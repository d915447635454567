//! Transport seam between device links and the BLE backend
//!
//! Every operation returns immediately; its outcome arrives later as a
//! [`TransportEvent`] wrapped in a [`TransportEnvelope`] that names the
//! session it belongs to.

use thiserror::Error;
use uuid::Uuid;

use crate::core::bluetooth::device::DeviceDescriptor;

/// Identifies one link instance; equal to the id of its device record.
pub type SessionId = u64;

/// GATT write flavour
#[derive(Debug, Clone, Copy, PartialEq, Eq)]
pub enum WriteMode {
    WithResponse,
    WithoutResponse,
}

/// Asynchronous completion delivered by a transport.
#[derive(Debug, Clone, PartialEq)]
pub enum TransportEvent {
    /// The link layer connection is up
    Connected,
    /// The remote device went away, or the session was closed
    Disconnected,
    /// A transport failure (connect timeout, discovery failure, ...)
    Error(String),
    ServiceDiscovered(Uuid),
    DiscoveryFinished,
    /// Characteristics of one service have been resolved
    ServiceDetailsDiscovered { service: Uuid, characteristics: Vec<Uuid> },
    /// Notification payload
    CharacteristicChanged { characteristic: Uuid, value: Vec<u8> },
    /// Result of an explicit read
    CharacteristicRead { characteristic: Uuid, value: Vec<u8> },
}

/// A transport event tagged with its origin.
#[derive(Debug, Clone, PartialEq)]
pub struct TransportEnvelope {
    pub session: SessionId,
    pub address: String,
    pub event: TransportEvent,
}

impl TransportEnvelope {
    pub fn new(session: SessionId, address: impl Into<String>, event: TransportEvent) -> Self {
        Self {
            session,
            address: address.into(),
            event,
        }
    }
}

/// Non-blocking GATT client for one device session.
pub trait Transport: Send {
    fn connect(&mut self);
    /// Closes the session and aborts anything still in flight.
    fn disconnect(&mut self);
    fn discover_services(&mut self);
    fn discover_details(&mut self, service: Uuid);
    fn enable_notifications(&mut self, characteristic: Uuid);
    fn read(&mut self, characteristic: Uuid);
    fn write(&mut self, characteristic: Uuid, data: &[u8], mode: WriteMode);
}

#[derive(Debug, Error, Clone, PartialEq, Eq)]
pub enum TransportError {
    #[error("device {0} is unknown to the transport backend")]
    UnknownDevice(String),
    #[error("transport backend unavailable: {0}")]
    Unavailable(String),
}

/// Opens transports for newly accepted connect requests.
pub trait TransportFactory: Send {
    fn open(
        &mut self,
        descriptor: &DeviceDescriptor,
        session: SessionId,
    ) -> Result<Box<dyn Transport>, TransportError>;
}
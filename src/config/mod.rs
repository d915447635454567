pub mod link_config;
pub mod scanner_config;

use std::path::Path;

use anyhow::Result;
use log::{error, info, warn};
use serde::{Deserialize, Serialize};
use tokio::fs;

pub use crate::config::link_config::LinkConfig;
pub use crate::config::scanner_config::ScannerConfig;
use crate::utils::ensure_directory_exists;

const CONFIG_FILE_NAME: &str = "falcons_deck_config.json";

#[derive(Debug, Clone, Default, PartialEq, Serialize, Deserialize)]
#[serde(default)]
pub struct AppConfig {
    pub link: LinkConfig,
    pub scanner: ScannerConfig,
}

impl AppConfig {
    /// Loads the config from `config_dir`, falling back to defaults when absent.
    pub async fn load_config(config_dir: &Path) -> Result<Self> {
        let file_path = config_dir.join(CONFIG_FILE_NAME);
        let file_path_str = file_path.to_string_lossy().into_owned();

        if !file_path.exists() {
            warn!("Config file not found at {:?}, using default.", file_path_str);
            return Ok(Self::default());
        }

        let config_json = fs::read_to_string(&file_path).await?;
        let config: Self = serde_json::from_str(&config_json)?;

        info!("Config loaded from {:?}", file_path_str);
        Ok(config)
    }

    /// Saves the config to `config_dir`, creating the directory if needed.
    pub async fn save_config(&self, config_dir: &Path) -> Result<()> {
        ensure_directory_exists(config_dir).await?;

        let file_path = config_dir.join(CONFIG_FILE_NAME);
        let file_path_str = file_path.to_string_lossy().into_owned();

        let config_json = match serde_json::to_string_pretty(&self) {
            Ok(json) => json,
            Err(e) => {
                error!("Failed to serialize config to JSON: {}", e);
                return Err(e.into());
            }
        };

        fs::write(&file_path, config_json).await?;

        info!("Config saved to {:?}.", file_path_str);
        Ok(())
    }
}

#[cfg(test)]
mod tests {
    use super::*;

    fn scratch_dir(name: &str) -> std::path::PathBuf {
        std::env::temp_dir().join(format!("falcons-deck-{}-{}", name, std::process::id()))
    }

    #[tokio::test]
    async fn missing_file_yields_defaults() {
        let config = AppConfig::load_config(&scratch_dir("missing")).await.unwrap();
        assert_eq!(config, AppConfig::default());
        assert_eq!(config.link.poll_interval_ms, 2000);
        assert_eq!(config.link.stream_chunk_size, 20);
    }

    #[tokio::test]
    async fn saved_config_loads_back() {
        let dir = scratch_dir("roundtrip");
        let mut config = AppConfig::default();
        config.link.poll_interval_ms = 500;
        config.scanner.filter_enabled = false;

        config.save_config(&dir).await.unwrap();
        let loaded = AppConfig::load_config(&dir).await.unwrap();
        assert_eq!(loaded, config);

        let _ = fs::remove_dir_all(&dir).await;
    }

    #[test]
    fn partial_file_keeps_defaults_for_missing_keys() {
        let config: AppConfig = serde_json::from_str(r#"{"link": {"telemetry_epsilon": 0.05}}"#).unwrap();
        assert_eq!(config.link.telemetry_epsilon, 0.05);
        assert_eq!(config.link.poll_interval_ms, 2000);
        assert_eq!(config.scanner, ScannerConfig::default());
    }
}
//! Bluetooth functionality
//! This module handles discovery, the per-device links with their wire
//! protocols, and the connection manager that multiplexes them.

pub mod commands;
pub mod connection;
pub mod constants;
pub mod device;
pub mod frame;
pub mod links;
pub mod manager;
pub mod notification;
pub mod scanner;
pub mod transport;
pub mod types;

// Re-export types that should be publicly accessible
pub use commands::BmsCommand;
pub use connection::{BluestTransport, BluestTransportFactory};
pub use constants::*;
pub use device::DeviceDescriptor;
pub use frame::{Frame, FrameDecoder};
pub use links::{DeviceLink, LinkError, LinkEvent};
pub use manager::{ConnectionManager, ManagerError, ManagerEvent};
pub use scanner::{BluetoothScanner, DeviceCache};
pub use transport::{
    SessionId, Transport, TransportEnvelope, TransportError, TransportEvent, TransportFactory,
    WriteMode,
};
pub use types::{
    BatteryTelemetry, ConnectionState, DeviceKind, PlayState, RobotTelemetry, Telemetry,
    TelemetryField,
};
//! Incremental decoder for JBD response frames
//!
//! Response layout: `DD <cmd> <status> <len> <data..len> <crc_hi> <crc_lo> 77`.
//! Notifications may split a frame across deliveries or carry several
//! frames at once, so the decoder accumulates bytes and yields every
//! complete frame it can find.

/// First byte of every frame
pub const FRAME_START: u8 = 0xDD;
/// Last byte of every frame
pub const FRAME_END: u8 = 0x77;

/// start + command + status + length
const HEADER_LEN: usize = 4;
/// crc (2) + end
const TRAILER_LEN: usize = 3;

/// Two's complement of the byte sum, truncated to 16 bits.
pub fn checksum(bytes: &[u8]) -> u16 {
    bytes
        .iter()
        .fold(0u16, |acc, byte| acc.wrapping_sub(u16::from(*byte)))
}

/// A complete response frame
#[derive(Debug, Clone, PartialEq, Eq)]
pub struct Frame {
    pub command: u8,
    /// Zero on success, anything else is a device-reported failure
    pub status: u8,
    pub payload: Vec<u8>,
    /// Checksum as received
    pub checksum: u16,
}

impl Frame {
    fn from_raw(raw: &[u8]) -> Self {
        let len = usize::from(raw[3]);
        let crc_at = HEADER_LEN + len;
        Self {
            command: raw[1],
            status: raw[2],
            payload: raw[HEADER_LEN..crc_at].to_vec(),
            checksum: u16::from_be_bytes([raw[crc_at], raw[crc_at + 1]]),
        }
    }

    pub fn is_ok(&self) -> bool {
        self.status == 0x00
    }

    /// Whether the received checksum matches status, length and payload.
    pub fn checksum_matches(&self) -> bool {
        let mut covered = Vec::with_capacity(self.payload.len() + 2);
        covered.push(self.status);
        covered.push(self.payload.len() as u8);
        covered.extend_from_slice(&self.payload);
        checksum(&covered) == self.checksum
    }
}

/// Byte accumulating frame scanner
#[derive(Debug, Default)]
pub struct FrameDecoder {
    buffer: Vec<u8>,
}

impl FrameDecoder {
    pub fn new() -> Self {
        Self::default()
    }

    /// Appends `bytes` and returns every frame completed by them, in order.
    pub fn push(&mut self, bytes: &[u8]) -> Vec<Frame> {
        self.buffer.extend_from_slice(bytes);
        let mut frames = Vec::new();
        while let Some(frame) = self.next_frame() {
            frames.push(frame);
        }
        frames
    }

    /// Bytes held back waiting for the rest of a frame.
    pub fn buffered(&self) -> usize {
        self.buffer.len()
    }

    pub fn reset(&mut self) {
        self.buffer.clear();
    }

    fn next_frame(&mut self) -> Option<Frame> {
        // Each pass either returns or drops at least one byte.
        loop {
            match self.buffer.iter().position(|&byte| byte == FRAME_START) {
                Some(start) => {
                    self.buffer.drain(..start);
                }
                None => {
                    self.buffer.clear();
                    return None;
                }
            }

            if self.buffer.len() < HEADER_LEN {
                return None;
            }

            let frame_len = HEADER_LEN + usize::from(self.buffer[3]) + TRAILER_LEN;
            if self.buffer.len() < frame_len {
                return None;
            }

            if self.buffer[frame_len - 1] != FRAME_END {
                self.buffer.drain(..1);
                continue;
            }

            let frame = Frame::from_raw(&self.buffer[..frame_len]);
            self.buffer.drain(..frame_len);
            return Some(frame);
        }
    }
}

#[cfg(test)]
mod tests {
    use super::*;

    const GARBAGE: [u8; 5] = [0x01, 0x77, 0x00, 0x42, 0xA5];
    const FRAME: [u8; 7] = [0xDD, 0xA5, 0x03, 0x00, 0xFD, 0x5E, 0x77];

    fn stream() -> Vec<u8> {
        GARBAGE.iter().chain(FRAME.iter()).copied().collect()
    }

    #[test]
    fn checksum_is_negative_sum() {
        assert_eq!(checksum(&[0x03, 0x00]), 0xFFFD);
        assert_eq!(checksum(&[]), 0x0000);
        assert_eq!(checksum(&[0xFF, 0xFF, 0x02]), 0xFE00);
    }

    #[test]
    fn checksum_wraps_past_sixteen_bits() {
        // 258 * 0xFF = 0x100FE
        assert_eq!(checksum(&[0xFF; 258]), 0xFF02);
        // 257 * 0xFF = 0xFFFF
        assert_eq!(checksum(&[0xFF; 257]), 0x0001);
    }

    #[test]
    fn garbage_before_frame_is_skipped() {
        let mut decoder = FrameDecoder::new();
        let frames = decoder.push(&stream());
        assert_eq!(frames.len(), 1);
        assert_eq!(frames[0].command, 0xA5);
        assert_eq!(frames[0].status, 0x03);
        assert!(frames[0].payload.is_empty());
        assert_eq!(frames[0].checksum, 0xFD5E);
        assert_eq!(decoder.buffered(), 0);
    }

    #[test]
    fn any_two_splits_decode_like_the_whole() {
        let bytes = stream();
        let whole = FrameDecoder::new().push(&bytes);

        for first in 0..=bytes.len() {
            for second in first..=bytes.len() {
                let mut decoder = FrameDecoder::new();
                let mut frames = decoder.push(&bytes[..first]);
                frames.extend(decoder.push(&bytes[first..second]));
                frames.extend(decoder.push(&bytes[second..]));
                assert_eq!(frames, whole, "split at {first}/{second}");
            }
        }
    }

    #[test]
    fn coalesced_frames_are_all_returned() {
        let first = [0xDD, 0x03, 0x00, 0x02, 0x01, 0x02, 0xFF, 0xFB, 0x77];
        let second = [0xDD, 0x04, 0x00, 0x01, 0x09, 0xFF, 0xF6, 0x77];
        let mut bytes = first.to_vec();
        bytes.extend_from_slice(&second);

        let frames = FrameDecoder::new().push(&bytes);
        assert_eq!(frames.len(), 2);
        assert_eq!(frames[0].command, 0x03);
        assert_eq!(frames[0].payload, vec![0x01, 0x02]);
        assert_eq!(frames[1].command, 0x04);
        assert_eq!(frames[1].payload, vec![0x09]);
    }

    #[test]
    fn bad_end_sentinel_resynchronises_on_next_start() {
        // Length claims one data byte but the end sentinel is wrong; the real
        // frame starts right after.
        let mut bytes = vec![0xDD, 0x03, 0x00, 0x01, 0x10, 0x00, 0x00, 0x00];
        bytes.extend_from_slice(&FRAME);
        let frames = FrameDecoder::new().push(&bytes);
        assert_eq!(frames.len(), 1);
        assert_eq!(frames[0].checksum, 0xFD5E);
    }

    #[test]
    fn partial_frame_waits_for_more_data() {
        let mut decoder = FrameDecoder::new();
        assert!(decoder.push(&[0xDD, 0x03, 0x00]).is_empty());
        assert_eq!(decoder.buffered(), 3);
        assert!(decoder.push(&[0x01, 0x55]).is_empty());
        let frames = decoder.push(&[0xFF, 0xAA, 0x77]);
        assert_eq!(frames.len(), 1);
        assert_eq!(frames[0].payload, vec![0x55]);
    }

    #[test]
    fn all_garbage_is_discarded() {
        let mut decoder = FrameDecoder::new();
        assert!(decoder.push(&[0x00; 64]).is_empty());
        assert_eq!(decoder.buffered(), 0);
    }

    #[test]
    fn response_checksum_covers_status_length_and_data() {
        let payload = [0x05, 0x10];
        let crc = checksum(&[0x00, 0x02, 0x05, 0x10]).to_be_bytes();
        let bytes = [0xDD, 0x03, 0x00, 0x02, 0x05, 0x10, crc[0], crc[1], 0x77];
        let frames = FrameDecoder::new().push(&bytes);
        assert_eq!(frames[0].payload, payload.to_vec());
        assert!(frames[0].checksum_matches());
        assert!(frames[0].is_ok());
    }
}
• • • • •
What the task requires: In the records above, how many lines contain the word "types"? Give the number alone.

Response to the exercise: 3